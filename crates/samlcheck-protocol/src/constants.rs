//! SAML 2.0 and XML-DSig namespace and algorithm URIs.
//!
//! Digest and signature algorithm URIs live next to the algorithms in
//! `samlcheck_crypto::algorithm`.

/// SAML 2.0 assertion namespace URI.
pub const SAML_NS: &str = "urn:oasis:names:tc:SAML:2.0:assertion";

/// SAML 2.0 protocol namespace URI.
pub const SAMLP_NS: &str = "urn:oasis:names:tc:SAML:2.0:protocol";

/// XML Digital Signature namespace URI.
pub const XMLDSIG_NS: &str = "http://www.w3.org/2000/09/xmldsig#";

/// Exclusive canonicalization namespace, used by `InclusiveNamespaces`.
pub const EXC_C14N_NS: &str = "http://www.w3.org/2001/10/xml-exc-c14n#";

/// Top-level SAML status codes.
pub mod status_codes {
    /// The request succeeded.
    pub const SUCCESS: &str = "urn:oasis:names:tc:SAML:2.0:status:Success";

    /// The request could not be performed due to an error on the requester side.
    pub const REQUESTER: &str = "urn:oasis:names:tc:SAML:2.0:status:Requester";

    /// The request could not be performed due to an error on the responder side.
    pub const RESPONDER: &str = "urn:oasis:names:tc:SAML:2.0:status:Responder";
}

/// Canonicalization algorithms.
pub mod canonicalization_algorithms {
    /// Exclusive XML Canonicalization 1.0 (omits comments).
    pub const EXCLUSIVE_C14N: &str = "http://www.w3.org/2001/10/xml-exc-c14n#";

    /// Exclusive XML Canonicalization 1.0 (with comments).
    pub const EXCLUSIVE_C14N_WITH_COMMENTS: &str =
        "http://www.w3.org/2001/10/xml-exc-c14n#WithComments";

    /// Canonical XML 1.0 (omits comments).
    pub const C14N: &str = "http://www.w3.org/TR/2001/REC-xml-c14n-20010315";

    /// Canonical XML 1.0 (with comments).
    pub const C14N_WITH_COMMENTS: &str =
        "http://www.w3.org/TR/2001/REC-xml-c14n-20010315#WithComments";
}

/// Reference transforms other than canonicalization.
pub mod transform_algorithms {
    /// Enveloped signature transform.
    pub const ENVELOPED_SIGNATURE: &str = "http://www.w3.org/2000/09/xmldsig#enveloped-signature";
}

**********

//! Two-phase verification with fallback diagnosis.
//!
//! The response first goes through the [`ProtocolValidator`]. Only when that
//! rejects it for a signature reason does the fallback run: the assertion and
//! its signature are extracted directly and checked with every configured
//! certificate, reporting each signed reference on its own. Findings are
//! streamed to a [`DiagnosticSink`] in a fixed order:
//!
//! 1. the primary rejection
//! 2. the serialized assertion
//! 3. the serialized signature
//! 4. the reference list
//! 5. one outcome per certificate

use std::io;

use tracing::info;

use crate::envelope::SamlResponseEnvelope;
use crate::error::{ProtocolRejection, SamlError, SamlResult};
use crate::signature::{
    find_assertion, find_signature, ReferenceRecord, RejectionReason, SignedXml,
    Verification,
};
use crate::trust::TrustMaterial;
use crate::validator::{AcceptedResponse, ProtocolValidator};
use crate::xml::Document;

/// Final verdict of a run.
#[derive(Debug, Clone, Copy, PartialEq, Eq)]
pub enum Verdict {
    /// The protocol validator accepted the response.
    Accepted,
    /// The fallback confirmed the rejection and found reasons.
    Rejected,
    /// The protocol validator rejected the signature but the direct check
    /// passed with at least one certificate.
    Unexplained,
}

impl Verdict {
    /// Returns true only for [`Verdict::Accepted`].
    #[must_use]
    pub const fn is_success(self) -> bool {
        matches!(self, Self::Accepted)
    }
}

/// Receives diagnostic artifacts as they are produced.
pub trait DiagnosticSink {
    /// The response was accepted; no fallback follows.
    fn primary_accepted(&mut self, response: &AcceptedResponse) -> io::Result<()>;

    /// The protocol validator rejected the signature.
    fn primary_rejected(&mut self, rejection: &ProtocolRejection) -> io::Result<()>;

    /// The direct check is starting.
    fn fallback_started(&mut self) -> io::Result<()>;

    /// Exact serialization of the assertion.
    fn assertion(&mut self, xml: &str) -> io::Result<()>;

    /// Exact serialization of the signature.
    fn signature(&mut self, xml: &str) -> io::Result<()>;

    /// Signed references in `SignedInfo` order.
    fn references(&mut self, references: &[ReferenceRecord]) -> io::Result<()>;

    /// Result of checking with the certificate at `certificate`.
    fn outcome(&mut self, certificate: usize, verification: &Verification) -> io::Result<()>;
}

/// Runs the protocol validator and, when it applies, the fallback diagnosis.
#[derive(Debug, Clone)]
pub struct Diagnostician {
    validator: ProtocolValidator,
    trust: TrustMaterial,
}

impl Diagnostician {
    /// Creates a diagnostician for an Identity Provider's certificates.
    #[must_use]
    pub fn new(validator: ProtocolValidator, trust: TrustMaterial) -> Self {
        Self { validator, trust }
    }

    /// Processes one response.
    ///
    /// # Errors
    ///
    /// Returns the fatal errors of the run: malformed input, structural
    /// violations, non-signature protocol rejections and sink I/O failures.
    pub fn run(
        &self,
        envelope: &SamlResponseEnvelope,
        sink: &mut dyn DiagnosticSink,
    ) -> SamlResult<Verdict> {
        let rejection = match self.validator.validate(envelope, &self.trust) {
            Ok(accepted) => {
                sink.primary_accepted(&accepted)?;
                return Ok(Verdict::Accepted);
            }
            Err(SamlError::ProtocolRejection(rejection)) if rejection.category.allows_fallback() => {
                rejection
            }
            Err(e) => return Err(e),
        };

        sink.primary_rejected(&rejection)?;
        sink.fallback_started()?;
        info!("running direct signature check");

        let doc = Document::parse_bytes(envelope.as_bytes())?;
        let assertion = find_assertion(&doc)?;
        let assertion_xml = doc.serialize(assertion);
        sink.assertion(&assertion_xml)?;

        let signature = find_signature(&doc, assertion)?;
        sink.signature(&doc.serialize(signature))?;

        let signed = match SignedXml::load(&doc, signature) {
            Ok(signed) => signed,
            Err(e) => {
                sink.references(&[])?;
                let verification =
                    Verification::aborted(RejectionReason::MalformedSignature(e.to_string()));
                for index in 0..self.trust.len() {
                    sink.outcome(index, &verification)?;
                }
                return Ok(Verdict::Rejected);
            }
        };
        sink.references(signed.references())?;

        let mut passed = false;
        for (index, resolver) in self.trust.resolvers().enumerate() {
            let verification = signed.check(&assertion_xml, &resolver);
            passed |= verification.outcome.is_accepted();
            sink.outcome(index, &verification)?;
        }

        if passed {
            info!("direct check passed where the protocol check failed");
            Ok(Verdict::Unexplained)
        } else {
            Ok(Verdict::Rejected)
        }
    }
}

**********

**PROBLEM:**
An exact, complete copy of the lines above from the one with "verification: &Verification) -> io::Result<()>;" through the one with "malformed input, structural" is the whole answer.

**REPLY:**
    fn outcome(&mut self, certificate: usize, verification: &Verification) -> io::Result<()>;
}

/// Runs the protocol validator and, when it applies, the fallback diagnosis.
#[derive(Debug, Clone)]
pub struct Diagnostician {
    validator: ProtocolValidator,
    trust: TrustMaterial,
}

impl Diagnostician {
    /// Creates a diagnostician for an Identity Provider's certificates.
    #[must_use]
    pub fn new(validator: ProtocolValidator, trust: TrustMaterial) -> Self {
        Self { validator, trust }
    }

    /// Processes one response.
    ///
    /// # Errors
    ///
    /// Returns the fatal errors of the run: malformed input, structural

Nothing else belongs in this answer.